*YOUR OBJECTIVE:*
Could you copy out all of the entries exactly?

*GIVEN RECORDS:*
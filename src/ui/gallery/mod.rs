// SPDX-License-Identifier: MPL-2.0
//! The gesture gallery screen.
//!
//! Five independent panels, each binding one gesture to one visual property
//! of an image:
//!
//! - pinch → scale
//! - rotate → rotation
//! - drag → offset (relative to where the previous drag ended)
//! - double tap → opacity (1.0 / 0.5)
//! - long press → hue rotation (0° / 180°)
//!
//! [`state`] holds the pure visual state, [`component`] routes input to the
//! gesture recognizers, [`pad`] is the canvas that draws and captures input,
//! and [`panel`] lays out one item.

pub mod component;
pub mod pad;
pub mod panel;
pub mod state;

pub use component::{Message, State, ViewContext};
pub use state::{GalleryState, HueShift, Opacity, Panel};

*TASK OUTPUT:*
filename src/ui/gallery/mod.rs
// SPDX-License-Identifier: MPL-2.0
//! The gesture gallery screen.
//!
//! Five independent panels, each binding one gesture to one visual property
//! of an image:
//!
//! - pinch → scale
//! - rotate → rotation
//! - drag → offset (relative to where the previous drag ended)
//! - double tap → opacity (1.0 / 0.5)
//! - long press → hue rotation (0° / 180°)
//!
//! [`state`] holds the pure visual state, [`component`] routes input to the
//! gesture recognizers, [`pad`] is the canvas that draws and captures input,
//! and [`panel`] lays out one item.

pub mod component;
pub mod pad;
pub mod panel;
pub mod state;

pub use component::{Message, State, ViewContext};
pub use state::{GalleryState, HueShift, Opacity, Panel};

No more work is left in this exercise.